После месячного пребывания в Торжке, укрепив город на случай нападения великокняжеских войск, находившиеся там Новгородские бояре послали в Новгород за подкреплением («…что быша новгородце всели на коне в Торжок»). Новые военные силы были нужны боярам для возможной войны с князем Семеном Ивановичем, а также для усиления своей власти в Торжке. Но новгородские черные люди воспрепятствовали сбору войска для похода в Торжок («и не восхотеша чернь»). Обычно такую позицию черных людей объясняют их симпатиями к московскому князю. Но из летописного рассказа нельзя сделать подобного вывода. Скорее горожане попросту не хотели возлагать на свои плечи всю тяжесть новой войны, им ненужной.

Что касается населения Торжка, то, очевидно, поведение находившихся в городе новгородских бояр вызывало у него раздражение не меньшее, чем действия представителей княжеской администрации. Но новоторжские горожане воздержались от открытого антибоярского выступления пока ожидалось прибытие войска из Новгорода. Убедившись же в том, что это войско не явится, новоторжские черные люди подняли вооруженное антифеодальное восстание и расправились как с местными, так и с прибывшими из Новгорода боярами («въсташа чернь на бояр…»). Новоторжским феодалам было предъявлено со стороны горожан обвинение в том, что они призвали в город властей из Новгорода, а те захватили княжеских приказных людей и поставили новоторжцев под угрозу ответственности перед великим князем. Согласно летописи, «чернь» заявила представителям господствующего класса: «Почто есте новгородцов призвале, и они князи изимале, нам в том погинути».

Служит ли приведенное заявление показателем промосковских настроений новоторжских черных людей и их преданности великому князю московскому? Такое мнение распространено в исторической литературе. Но летописный текст не дает права на подобный вывод. Из летописей видно, что трудовое население Торжка было измучено поборами со стороны феодалов. Новгородские бояре, расправившись с княжескими наместниками и «борцами», не принесли облегчения народу, а кроме того, не сумели обеспечить ему защиту от великокняжеской рати, которая могла в любой момент двинуться на Торжок. В этих условиях «чернь» и решила освободить арестованных боярами представителей великокняжеской администрации и тем самым избавить город от военного разгрома, который мог быть учинен Семеном Ивановичем. Жертвой такого разгрома Торжок уже делался в прошлом.

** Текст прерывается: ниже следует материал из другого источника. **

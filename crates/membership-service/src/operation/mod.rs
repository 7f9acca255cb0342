//! Request dispatch by operation key.

pub mod registry;
pub mod types;

pub use registry::{
    Handler, HandlerFuture, OperationRegistry, PERFORM_CHANGE_PASSWORD, PERFORM_LOGIN,
    PERFORM_LOGOUT, PERFORM_REGISTER,
};
pub use types::{Request, Response};
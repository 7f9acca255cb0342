//! Role management CLI commands.

use clap::{Args, Subcommand};
use serde::Serialize;
use tabled::Tabled;

use membership_core::result::AppResult;
use membership_service::MembershipEngine;

use crate::output::{self, OutputFormat};

/// Arguments for role commands
#[derive(Debug, Args)]
pub struct RoleArgs {
    /// Role subcommand
    #[command(subcommand)]
    pub command: RoleCommand,
}

/// Role subcommands
#[derive(Debug, Subcommand)]
pub enum RoleCommand {
    /// List all roles
    List,
    /// Create a role if it does not exist
    Create {
        /// Role name
        name: String,
    },
    /// Rename a role
    Rename {
        /// Current name
        name: String,
        /// New name
        new_name: String,
    },
    /// Give a user a role
    Assign {
        /// Username
        username: String,
        /// Role name
        role: String,
        /// Start of the membership, RFC 3339 (default: now)
        #[arg(long)]
        from: Option<String>,
    },
    /// Take a role away from a user
    Revoke {
        /// Username
        username: String,
        /// Role name
        role: String,
        /// End of the membership, RFC 3339 (default: now)
        #[arg(long)]
        at: Option<String>,
    },
    /// Show the roles a user holds
    Of {
        /// Username
        username: String,
        /// Point in time, RFC 3339 (default: now)
        #[arg(long)]
        at: Option<String>,
    },
}

/// Role display row for table output
#[derive(Debug, Serialize, Tabled)]
struct RoleRow {
    /// Role ID
    id: i64,
    /// Name
    name: String,
}

/// Execute role commands
pub async fn execute(
    args: &RoleArgs,
    engine: &MembershipEngine,
    format: OutputFormat,
) -> AppResult<()> {
    match &args.command {
        RoleCommand::List => {
            let rows: Vec<RoleRow> = engine
                .roles
                .list_roles()
                .await?
                .into_iter()
                .map(|r| RoleRow {
                    id: r.id,
                    name: r.name,
                })
                .collect();
            output::print_list(&rows, format);
        }
        RoleCommand::Create { name } => {
            let id = engine.roles.ensure_role(name).await?;
            output::print_success(&format!("Role '{name}' (id: {id})"));
        }
        RoleCommand::Rename { name, new_name } => {
            let role = engine.roles.find_role(name).await?;
            engine.roles.rename_role(role.id, new_name).await?;
            output::print_success(&format!("Role '{name}' renamed to '{new_name}'"));
        }
        RoleCommand::Assign {
            username,
            role,
            from,
        } => {
            let account = engine.admin.find_account(username).await?;
            let from = from.as_deref().map(super::parse_time).transpose()?;
            if engine.roles.assign(account.id, role, from).await? {
                output::print_success(&format!("'{username}' is now in role '{role}'"));
            } else {
                output::print_warning(&format!("'{username}' already holds role '{role}'"));
            }
        }
        RoleCommand::Revoke { username, role, at } => {
            let account = engine.admin.find_account(username).await?;
            let at = at.as_deref().map(super::parse_time).transpose()?;
            if engine.roles.revoke(account.id, role, at).await? {
                output::print_success(&format!("Role '{role}' revoked from '{username}'"));
            } else {
                output::print_warning(&format!("'{username}' does not hold role '{role}'"));
            }
        }
        RoleCommand::Of { username, at } => {
            let account = engine.admin.find_account(username).await?;
            let at = at.as_deref().map(super::parse_time).transpose()?;
            let roles: Vec<String> = engine
                .roles
                .effective_roles(account.id, at)
                .await?
                .into_iter()
                .collect();
            match format {
                OutputFormat::Json => output::print_json(&roles),
                OutputFormat::Table if roles.is_empty() => println!("No roles."),
                OutputFormat::Table => roles.iter().for_each(|r| println!("  {r}")),
            }
        }
    }

    Ok(())
}
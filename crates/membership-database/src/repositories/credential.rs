//! Credential repository implementation.

use chrono::{DateTime, Utc};

use membership_core::result::AppResult;
use membership_core::traits::SqlExecutor;
use membership_core::types::SqlValue;
use membership_entity::credential::Credential;

const CREDENTIAL_COLUMNS: &str =
    "id, account_id, hash, salt, valid_from, valid_until, is_temporary";

/// Repository for password versions.
#[derive(Debug, Clone, Copy)]
pub struct CredentialRepository;

impl CredentialRepository {
    /// The credential whose interval contains `at`, newest first.
    pub async fn find_valid<E>(
        db: &mut E,
        account_id: i64,
        at: DateTime<Utc>,
    ) -> AppResult<Option<Credential>>
    where
        E: SqlExecutor + ?Sized,
    {
        let sql = format!(
            "SELECT {CREDENTIAL_COLUMNS} FROM credentials \
             WHERE account_id = ? AND valid_from <= ? AND (valid_until IS NULL OR valid_until > ?) \
             ORDER BY valid_from DESC, id DESC LIMIT 1"
        );
        db.fetch_optional(
            &sql,
            &[
                SqlValue::Int(account_id),
                SqlValue::Timestamp(at),
                SqlValue::Timestamp(at),
            ],
        )
        .await?
        .map(|row| Credential::from_row(&row))
        .transpose()
    }

    /// The `limit` most recent credentials, newest first.
    pub async fn find_recent<E>(db: &mut E, account_id: i64, limit: i64) -> AppResult<Vec<Credential>>
    where
        E: SqlExecutor + ?Sized,
    {
        let sql = format!(
            "SELECT {CREDENTIAL_COLUMNS} FROM credentials WHERE account_id = ? \
             ORDER BY valid_from DESC, id DESC LIMIT ?"
        );
        db.fetch_all(&sql, &[SqlValue::Int(account_id), SqlValue::Int(limit)])
            .await?
            .iter()
            .map(Credential::from_row)
            .collect()
    }

    /// Every credential of an account, oldest first.
    pub async fn find_by_account<E>(db: &mut E, account_id: i64) -> AppResult<Vec<Credential>>
    where
        E: SqlExecutor + ?Sized,
    {
        let sql = format!(
            "SELECT {CREDENTIAL_COLUMNS} FROM credentials WHERE account_id = ? \
             ORDER BY valid_from, id"
        );
        db.fetch_all(&sql, &[SqlValue::Int(account_id)])
            .await?
            .iter()
            .map(Credential::from_row)
            .collect()
    }

    /// End every interval of the account still running at `at`.
    pub async fn close_open<E>(db: &mut E, account_id: i64, at: DateTime<Utc>) -> AppResult<u64>
    where
        E: SqlExecutor + ?Sized,
    {
        db.execute(
            "UPDATE credentials SET valid_until = ? \
             WHERE account_id = ? AND (valid_until IS NULL OR valid_until > ?)",
            &[
                SqlValue::Timestamp(at),
                SqlValue::Int(account_id),
                SqlValue::Timestamp(at),
            ],
        )
        .await
    }

    /// Insert a new password version and return its id.
    pub async fn insert<E>(
        db: &mut E,
        account_id: i64,
        hash: &str,
        salt: &str,
        valid_from: DateTime<Utc>,
        valid_until: Option<DateTime<Utc>>,
        is_temporary: bool,
    ) -> AppResult<i64>
    where
        E: SqlExecutor + ?Sized,
    {
        db.fetch_one(
            "INSERT INTO credentials (account_id, hash, salt, valid_from, valid_until, is_temporary) \
             VALUES (?, ?, ?, ?, ?, ?) RETURNING id",
            &[
                SqlValue::Int(account_id),
                SqlValue::from(hash),
                SqlValue::from(salt),
                SqlValue::Timestamp(valid_from),
                SqlValue::opt_timestamp(valid_until),
                SqlValue::flag(is_temporary),
            ],
        )
        .await?
        .i64("id")
    }
}
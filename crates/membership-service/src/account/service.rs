//! Self-service account operations: registration, login, logout, and
//! password change.

use std::sync::Arc;

use serde::{Deserialize, Serialize};
use tracing::{info, warn};

use membership_auth::{
    CredentialValidator, LoginOutcome, PasswordOutcome, PolicyStore, PolicyViolation,
    SessionKeyManager,
};
use membership_core::audit::{AuditCategory, AuditEvent};
use membership_core::error::AppError;
use membership_core::result::AppResult;
use membership_core::traits::{AuditSink, Clock, Store};
use membership_database::repositories::AccountRepository;
use membership_entity::account::CreateAccount;
use membership_entity::session::Session;

/// The only message a client ever sees for a refused login.
pub const GENERIC_LOGIN_FAILURE: &str = "Unknown user or wrong password.";

/// Registration input.
#[derive(Debug, Clone, Serialize, Deserialize)]
pub struct RegisterRequest {
    /// Requested login name.
    pub username: String,
    /// Initial password.
    pub password: String,
    /// Repeated password.
    pub confirm_password: String,
    /// Given name.
    #[serde(default)]
    pub name: String,
    /// Family name.
    #[serde(default)]
    pub surname: String,
    /// Contact address.
    pub email: String,
}

/// Result of a registration that passed input validation.
#[derive(Debug, Clone, PartialEq, Eq)]
pub enum RegisterResponse {
    /// The account and its first credential were created.
    Registered {
        /// The new account's identifier.
        account_id: i64,
    },
    /// The password broke a rule; nothing was written.
    Rejected(PolicyViolation),
}

/// Result of a login attempt.
#[derive(Debug, Clone)]
pub enum LoginResponse {
    /// The client is logged in.
    Success {
        /// The new session.
        session: Session,
        /// Signed token carrying the session.
        token: String,
    },
    /// The login was refused. The message never says why.
    Failure {
        /// User-facing message.
        message: String,
    },
}

impl LoginResponse {
    /// Whether the login succeeded.
    pub fn is_success(&self) -> bool {
        matches!(self, Self::Success { .. })
    }
}

/// Password change input.
#[derive(Debug, Clone, Serialize, Deserialize)]
pub struct ChangePasswordRequest {
    /// Current password.
    pub old_password: String,
    /// Replacement password.
    pub new_password: String,
    /// Repeated replacement password.
    pub confirm_password: String,
}

/// Result of a password change.
#[derive(Debug, Clone)]
pub enum ChangePasswordResponse {
    /// The new password is in force.
    Changed {
        /// Updated session, with the temporary-password flag cleared.
        session: Session,
        /// Token carrying the updated session.
        token: String,
    },
    /// The change was refused.
    Rejected {
        /// User-facing reason.
        message: String,
    },
}

/// Account operations invoked by the account holder.
#[derive(Debug, Clone)]
pub struct AccountService {
    store: Arc<dyn Store>,
    policy: Arc<PolicyStore>,
    policy_group: String,
    credentials: Arc<CredentialValidator>,
    sessions: Arc<SessionKeyManager>,
    audit: Arc<dyn AuditSink>,
    clock: Arc<dyn Clock>,
}

impl AccountService {
    /// Creates a new account service.
    pub fn new(
        store: Arc<dyn Store>,
        policy: Arc<PolicyStore>,
        policy_group: impl Into<String>,
        credentials: Arc<CredentialValidator>,
        sessions: Arc<SessionKeyManager>,
        audit: Arc<dyn AuditSink>,
        clock: Arc<dyn Clock>,
    ) -> Self {
        Self {
            store,
            policy,
            policy_group: policy_group.into(),
            credentials,
            sessions,
            audit,
            clock,
        }
    }

    /// Create an account together with its first credential.
    ///
    /// Both rows are written in one unit of work; a password that breaks a
    /// rule leaves no account behind.
    pub async fn register(&self, req: RegisterRequest) -> AppResult<RegisterResponse> {
        let username = req.username.trim();
        let email = req.email.trim();

        let invalid = if username.is_empty() {
            Some("Username is required")
        } else if email.is_empty() {
            Some("Email is required")
        } else if req.password != req.confirm_password {
            Some("Passwords do not match")
        } else {
            None
        };
        if let Some(message) = invalid {
            self.audit_register_failure(username, message).await;
            return Err(AppError::validation(message));
        }

        let rules = self.policy.password_rules(&self.policy_group).await?;
        let now = self.clock.now();

        let mut uow = self.store.begin().await?;

        let conflict = if AccountRepository::username_taken(&mut *uow, username).await? {
            Some(format!("Username '{username}' is already taken"))
        } else if AccountRepository::email_taken(&mut *uow, email).await? {
            Some(format!("Email '{email}' is already registered"))
        } else {
            None
        };
        if let Some(message) = conflict {
            uow.rollback().await?;
            self.audit_register_failure(username, &message).await;
            return Err(AppError::conflict(message));
        }

        let data = CreateAccount {
            username: username.to_string(),
            name: req.name.trim().to_string(),
            surname: req.surname.trim().to_string(),
            email: email.to_string(),
        };
        let account_id = AccountRepository::create(&mut *uow, &data, now).await?;

        let outcome = self
            .credentials
            .validate_and_store_in(&mut *uow, account_id, &req.password, &rules, false, now)
            .await?;

        match outcome {
            PasswordOutcome::Stored { .. } => {
                uow.commit().await?;
                info!(account_id, username = %username, "Account registered");
                self.audit
                    .emit(
                        AuditEvent::success(AuditCategory::Register, "Account registered")
                            .with_detail("account_id", account_id)
                            .with_detail("username", username),
                    )
                    .await;
                Ok(RegisterResponse::Registered { account_id })
            }
            PasswordOutcome::Rejected(violation) => {
                uow.rollback().await?;
                self.audit_register_failure(username, &violation.to_string())
                    .await;
                Ok(RegisterResponse::Rejected(violation))
            }
        }
    }

    /// Mark an account as activated. Returns `false` if it already was.
    pub async fn activate(&self, account_id: i64) -> AppResult<bool> {
        let now = self.clock.now();
        let changed = {
            let mut conn = self.store.connection().await?;
            if AccountRepository::find_by_id(&mut *conn, account_id)
                .await?
                .is_none()
            {
                return Err(AppError::not_found(format!("Account {account_id} not found")));
            }
            AccountRepository::activate(&mut *conn, account_id, now).await?
        };

        if changed {
            info!(account_id, "Account activated");
            self.audit
                .emit(
                    AuditEvent::success(AuditCategory::Activate, "Account activated")
                        .with_detail("account_id", account_id),
                )
                .await;
        }
        Ok(changed)
    }

    /// Authenticate and, on success, start a session.
    pub async fn login(
        &self,
        username: &str,
        password: &str,
        client_ip: &str,
    ) -> AppResult<LoginResponse> {
        let (account, temporary) = match self
            .credentials
            .verify_login(username, password, client_ip)
            .await?
        {
            LoginOutcome::Ok(account) => (account, false),
            LoginOutcome::TemporaryPassword(account) => (account, true),
            LoginOutcome::Failed(_) => {
                return Ok(LoginResponse::Failure {
                    message: GENERIC_LOGIN_FAILURE.to_string(),
                });
            }
        };

        {
            let mut conn = self.store.connection().await?;
            AccountRepository::record_connect(&mut *conn, account.id, client_ip, self.clock.now())
                .await?;
        }

        let (session, token) = self.sessions.issue_session(&account, temporary).await?;
        info!(
            account_id = account.id,
            session_id = %session.session_id,
            temporary,
            "User logged in"
        );
        Ok(LoginResponse::Success { session, token })
    }

    /// End the session carried by `token`.
    pub async fn logout(&self, token: &str) -> AppResult<Session> {
        let session = self.sessions.verify_session(token).await?;
        info!(account_id = session.account_id, session_id = %session.session_id, "User logged out");
        self.audit
            .emit(
                AuditEvent::success(AuditCategory::Logout, "User logged out")
                    .with_detail("account_id", session.account_id)
                    .with_detail("session_id", session.session_id.as_str()),
            )
            .await;
        Ok(session)
    }

    /// Replace the password of the account the session belongs to.
    ///
    /// An invalid or expired token is an authentication error; every other
    /// refusal is a [`ChangePasswordResponse::Rejected`].
    pub async fn change_password(
        &self,
        token: &str,
        req: ChangePasswordRequest,
        client_ip: &str,
    ) -> AppResult<ChangePasswordResponse> {
        let session = self.sessions.verify_session(token).await?;

        let invalid = if req.old_password.is_empty() {
            Some("The current password is required")
        } else if req.new_password != req.confirm_password {
            Some("Passwords do not match")
        } else if req.new_password == req.old_password {
            Some("The new password must differ from the current one")
        } else {
            None
        };
        if let Some(message) = invalid {
            return Ok(self.reject_change(&session, message).await);
        }

        let verified = self
            .credentials
            .verify_login(&session.username, &req.old_password, client_ip)
            .await?;
        if !verified.is_success() {
            warn!(account_id = session.account_id, "Password change with wrong current password");
            return Ok(self.reject_change(&session, GENERIC_LOGIN_FAILURE).await);
        }

        let rules = self.policy.password_rules(&self.policy_group).await?;
        match self
            .credentials
            .validate_and_store(session.account_id, &req.new_password, &rules, false)
            .await?
        {
            PasswordOutcome::Stored { .. } => {
                let session = Session {
                    temporary_password: false,
                    ..session
                };
                let token = self.sessions.refresh_session(&session).await?;
                Ok(ChangePasswordResponse::Changed { session, token })
            }
            PasswordOutcome::Rejected(violation) => Ok(ChangePasswordResponse::Rejected {
                message: violation.to_string(),
            }),
        }
    }

    async fn reject_change(&self, session: &Session, message: &str) -> ChangePasswordResponse {
        self.audit
            .emit(
                AuditEvent::failure(
                    AuditCategory::PasswordChange,
                    "Password change refused",
                    message,
                )
                .with_detail("account_id", session.account_id),
            )
            .await;
        ChangePasswordResponse::Rejected {
            message: message.to_string(),
        }
    }

    async fn audit_register_failure(&self, username: &str, reason: &str) {
        self.audit
            .emit(
                AuditEvent::failure(AuditCategory::Register, "Registration refused", reason)
                    .with_detail("username", username),
            )
            .await;
    }
}
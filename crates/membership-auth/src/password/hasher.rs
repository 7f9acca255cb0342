//! Argon2id salted password hashing and verification.

use argon2::{
    Algorithm, Argon2, Params, Version,
    password_hash::{PasswordHash, PasswordHasher as ArgonHasher, PasswordVerifier, SaltString},
};

use membership_core::config::HashingConfig;
use membership_core::error::AppError;

/// Random bytes per salt.
const SALT_LENGTH: usize = 16;

/// Hashes passwords with Argon2id.
///
/// The hash input is the salt followed by the password, so a given salt and
/// password always produce the same hash. Cost parameters are embedded in
/// every hash; verification uses the stored ones, so raising the cost does
/// not invalidate existing credentials.
#[derive(Debug, Clone)]
pub struct PasswordHasher {
    params: Params,
}

impl PasswordHasher {
    /// Creates a hasher with the configured cost parameters.
    pub fn new(config: &HashingConfig) -> Result<Self, AppError> {
        let params = Params::new(config.memory_kib, config.iterations, config.parallelism, None)
            .map_err(|e| AppError::configuration(format!("Invalid Argon2 parameters: {e}")))?;
        Ok(Self { params })
    }

    fn argon2(&self) -> Argon2<'static> {
        Argon2::new(Algorithm::Argon2id, Version::V0x13, self.params.clone())
    }

    /// A fresh random salt, base64 without padding.
    pub fn generate_salt(&self) -> Result<String, AppError> {
        let bytes: [u8; SALT_LENGTH] = rand::random();
        SaltString::encode_b64(&bytes)
            .map(|salt| salt.as_str().to_string())
            .map_err(|e| AppError::internal(format!("Salt encoding failed: {e}")))
    }

    /// Hash `salt ‖ password`.
    pub fn hash(&self, password: &str, salt: &str) -> Result<String, AppError> {
        let salt_string = SaltString::from_b64(salt)
            .map_err(|e| AppError::internal(format!("Invalid password salt: {e}")))?;
        let input = format!("{salt}{password}");

        let hash = self
            .argon2()
            .hash_password(input.as_bytes(), &salt_string)
            .map_err(|e| AppError::internal(format!("Password hashing failed: {e}")))?;

        Ok(hash.to_string())
    }

    /// Verifies a plaintext password against a stored hash and its salt.
    ///
    /// Returns `Ok(true)` if the password matches, `Ok(false)` if not.
    pub fn verify(&self, password: &str, salt: &str, hash: &str) -> Result<bool, AppError> {
        let parsed_hash = PasswordHash::new(hash)
            .map_err(|e| AppError::internal(format!("Invalid password hash format: {e}")))?;
        let input = format!("{salt}{password}");

        match self.argon2().verify_password(input.as_bytes(), &parsed_hash) {
            Ok(()) => Ok(true),
            Err(argon2::password_hash::Error::Password) => Ok(false),
            Err(e) => Err(AppError::internal(format!(
                "Password verification failed: {e}"
            ))),
        }
    }
}
//! # membership-core
//!
//! Core crate for the membership engine. Contains the store, audit and
//! clock traits consumed by the credential and access control components,
//! configuration schemas, SQL value/row types, and the unified error system.
//!
//! This crate has **no** internal dependencies on other membership crates.

pub mod audit;
pub mod config;
pub mod error;
pub mod result;
pub mod traits;
pub mod types;

pub use error::AppError;
pub use result::AppResult;
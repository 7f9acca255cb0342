//! Role assignment entity model.

use chrono::{DateTime, Utc};
use serde::{Deserialize, Serialize};

use membership_core::result::AppResult;
use membership_core::types::SqlRow;

/// Membership of an account in a role over `[valid_from, valid_until)`.
///
/// Live assignments are open; revoked ones are closed and archived.
#[derive(Debug, Clone, PartialEq, Eq, Serialize, Deserialize)]
pub struct RoleAssignment {
    /// Member account.
    pub account_id: i64,
    /// Assigned role.
    pub role_id: i64,
    /// Start of the assignment.
    pub valid_from: DateTime<Utc>,
    /// End of the assignment, exclusive.
    pub valid_until: Option<DateTime<Utc>>,
}

impl RoleAssignment {
    /// Decode an `account_roles` or `account_role_history` row.
    pub fn from_row(row: &SqlRow) -> AppResult<Self> {
        Ok(Self {
            account_id: row.i64("account_id")?,
            role_id: row.i64("role_id")?,
            valid_from: row.timestamp("valid_from")?,
            valid_until: row.opt_timestamp("valid_until")?,
        })
    }

    /// Whether the assignment is in force at `at`.
    pub fn is_active_at(&self, at: DateTime<Utc>) -> bool {
        self.valid_from <= at && self.valid_until.is_none_or(|until| at < until)
    }
}
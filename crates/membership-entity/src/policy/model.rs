//! Policy parameter entity model.

use serde::{Deserialize, Serialize};

use membership_core::result::AppResult;
use membership_core::types::SqlRow;

/// A `(group, key, value)` configuration triple.
#[derive(Debug, Clone, PartialEq, Eq, Serialize, Deserialize)]
pub struct PolicyParameter {
    /// Parameter group, e.g. `"password-rules"`.
    pub group: String,
    /// Key within the group.
    pub key: String,
    /// Raw value.
    pub value: String,
}

impl PolicyParameter {
    /// Decode a `policy_parameters` row.
    pub fn from_row(row: &SqlRow) -> AppResult<Self> {
        Ok(Self {
            group: row.string("param_group")?,
            key: row.string("param_key")?,
            value: row.opt_string("param_value")?.unwrap_or_default(),
        })
    }
}
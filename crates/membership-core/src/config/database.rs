//! Database configuration.

use serde::{Deserialize, Serialize};

/// Backing store connection pool configuration.
///
/// The URL scheme selects the engine: `postgres://…` or `sqlite:…`.
#[derive(Debug, Clone, Serialize, Deserialize)]
pub struct DatabaseConfig {
    /// Connection URL.
    pub url: String,
    /// Maximum number of connections in the pool.
    #[serde(default = "default_max_connections")]
    pub max_connections: u32,
    /// Minimum number of connections in the pool.
    #[serde(default = "default_min_connections")]
    pub min_connections: u32,
    /// Connection timeout in seconds.
    #[serde(default = "default_connect_timeout")]
    pub connect_timeout_seconds: u64,
    /// Idle connection timeout in seconds.
    #[serde(default = "default_idle_timeout")]
    pub idle_timeout_seconds: u64,
}

impl DatabaseConfig {
    /// Create a configuration for the given URL with default pool settings.
    pub fn new(url: impl Into<String>) -> Self {
        Self {
            url: url.into(),
            max_connections: default_max_connections(),
            min_connections: default_min_connections(),
            connect_timeout_seconds: default_connect_timeout(),
            idle_timeout_seconds: default_idle_timeout(),
        }
    }

    /// Whether the URL points at a private in-memory SQLite database.
    ///
    /// Every pooled connection to `sqlite::memory:` opens its own empty
    /// database, so such pools are clamped to a single connection.
    pub fn is_in_memory(&self) -> bool {
        self.url.starts_with("sqlite::memory:") || self.url.contains("mode=memory")
    }
}

fn default_max_connections() -> u32 {
    10
}

fn default_min_connections() -> u32 {
    1
}

fn default_connect_timeout() -> u64 {
    10
}

fn default_idle_timeout() -> u64 {
    300
}
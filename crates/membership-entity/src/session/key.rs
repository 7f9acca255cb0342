//! Signing key entity model.

use chrono::{DateTime, Utc};
use serde::{Deserialize, Serialize};

use membership_core::result::AppResult;
use membership_core::types::SqlRow;

/// Key material used to sign session tokens.
///
/// Several keys may be valid at once: the newest signs and every valid one
/// verifies.
#[derive(Clone, Serialize, Deserialize)]
pub struct SigningKey {
    /// Row identifier.
    pub id: i64,
    /// Raw key bytes.
    #[serde(skip_serializing)]
    pub material: Vec<u8>,
    /// Start of the validity window.
    pub valid_from: DateTime<Utc>,
    /// End of the validity window, exclusive.
    pub valid_until: DateTime<Utc>,
}

impl SigningKey {
    /// Decode a `signing_keys` row. `material` holds the base64-decoded key.
    pub fn from_row(row: &SqlRow, material: Vec<u8>) -> AppResult<Self> {
        Ok(Self {
            id: row.i64("id")?,
            material,
            valid_from: row.timestamp("valid_from")?,
            valid_until: row.timestamp("valid_until")?,
        })
    }

    /// Whether the key is usable at `at`.
    pub fn is_valid_at(&self, at: DateTime<Utc>) -> bool {
        self.valid_from <= at && at < self.valid_until
    }
}

impl std::fmt::Debug for SigningKey {
    fn fmt(&self, f: &mut std::fmt::Formatter<'_>) -> std::fmt::Result {
        f.debug_struct("SigningKey")
            .field("id", &self.id)
            .field("material", &"<redacted>")
            .field("valid_from", &self.valid_from)
            .field("valid_until", &self.valid_until)
            .finish()
    }
}
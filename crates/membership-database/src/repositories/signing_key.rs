//! Signing key repository. Key material is stored base64-encoded.

use base64::Engine;
use base64::engine::general_purpose::STANDARD;
use chrono::{DateTime, Utc};

use membership_core::error::{AppError, ErrorKind};
use membership_core::result::AppResult;
use membership_core::traits::SqlExecutor;
use membership_core::types::{SqlRow, SqlValue};
use membership_entity::session::SigningKey;

/// Repository for session signing keys.
#[derive(Debug, Clone, Copy)]
pub struct SigningKeyRepository;

impl SigningKeyRepository {
    /// Keys valid at `at`, newest first.
    pub async fn find_valid<E>(db: &mut E, at: DateTime<Utc>) -> AppResult<Vec<SigningKey>>
    where
        E: SqlExecutor + ?Sized,
    {
        db.fetch_all(
            "SELECT id, key_material, valid_from, valid_until FROM signing_keys \
             WHERE valid_from <= ? AND valid_until > ? ORDER BY valid_from DESC, id DESC",
            &[SqlValue::Timestamp(at), SqlValue::Timestamp(at)],
        )
        .await?
        .iter()
        .map(decode_key)
        .collect()
    }

    /// Every stored key, newest first.
    pub async fn find_all<E>(db: &mut E) -> AppResult<Vec<SigningKey>>
    where
        E: SqlExecutor + ?Sized,
    {
        db.fetch_all(
            "SELECT id, key_material, valid_from, valid_until FROM signing_keys \
             ORDER BY valid_from DESC, id DESC",
            &[],
        )
        .await?
        .iter()
        .map(decode_key)
        .collect()
    }

    /// Persist a key and return its id.
    pub async fn insert<E>(
        db: &mut E,
        material: &[u8],
        valid_from: DateTime<Utc>,
        valid_until: DateTime<Utc>,
    ) -> AppResult<i64>
    where
        E: SqlExecutor + ?Sized,
    {
        db.fetch_one(
            "INSERT INTO signing_keys (key_material, valid_from, valid_until) \
             VALUES (?, ?, ?) RETURNING id",
            &[
                SqlValue::Text(STANDARD.encode(material)),
                SqlValue::Timestamp(valid_from),
                SqlValue::Timestamp(valid_until),
            ],
        )
        .await?
        .i64("id")
    }
}

fn decode_key(row: &SqlRow) -> AppResult<SigningKey> {
    let encoded = row.string("key_material")?;
    let material = STANDARD.decode(encoded.trim()).map_err(|e| {
        AppError::with_source(ErrorKind::Database, "Stored signing key is not valid base64", e)
    })?;
    SigningKey::from_row(row, material)
}
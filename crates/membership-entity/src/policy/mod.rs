//! Policy parameter entities.

pub mod keys;
pub mod model;

pub use model::PolicyParameter;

Из летописного рассказа можно вынести впечатление, что восстание в Торжке происходило в формах, типичных для городских движений: народные массы действовали по вечевому приговору. Вооружившись («и съкрутившеся в брони»), восставшие горожане двинулись «силою» к боярским дворам, потребовали от воевод освобождения задержанных княжеских наместников и сборщиков дани и прогнали из Торжка («выпроводиша из города») новгородских бояр. Один из новоторжских феодалов был убит по решению веча, а другие, чтобы избежать расправы, побросали имущества «и только душею кто успел» убежали в Новгород. Городские дворы скрывшихся новоторжских бояр были «разграблены», а их дома снесены («а домы их разграбиша, и хоромы развозиша»). Затем восстание вышло за пределы города, в нем приняло участие крестьянство, захватившее принадлежавшие феодалам земли и хлеб. Такой вывод можно сделать из лаконичной реплики летописца: «потом и села их [бояр] пуста положиша».

Зимой 1340 г. великий князь Семен Иванович двинулся к Торжку «со всею землею Низовьскою». Через Торжок он, конечно, намеревался направить свои полки на Новгород для расправы с боярами, арестовавшими в свое время его приказных людей, и для взыскания с населения Новгородской земли «бора». Новгород стал готовиться к обороне. Для возведения оборонительных сооружений в город созывалось окрестное население («новгородци же почаша копити волость всю в город…»). В то же время новгородское правительство пыталось разрешить конфликт с московским князем мирным путем и направило в этих целях для переговоров с ним архиепископа, тысяцкого и ряд бояр. При переговорах присутствовал митрополит. Новгородские посланцы оформили договор между Новгородской республикой и московским великим князем. В летописи говорится, что это мирное «докончание» было заключено «по старым грамотам, на всей воли новгородчкои». Но последняя формула вряд ли отражает реальное соотношение сил между Новгородом и великокняжеской властью. Новгородскому правительству пришлось принять условия, выдвинутые великим московским князем, а среди причин, заставивших его это сделать, имели, вероятно, значение недавнее выступление «черни» в Торжке и социальные волнения в самом Новгороде. Только укрепив мир с великим князем Семеном Ивановичем, новгородские бояре могли рассчитывать восстановить свои позиции в Торжке и Новгороде, ослабленные антифеодальным движением черных людей (надо думать, еще не совсем прекратившимся).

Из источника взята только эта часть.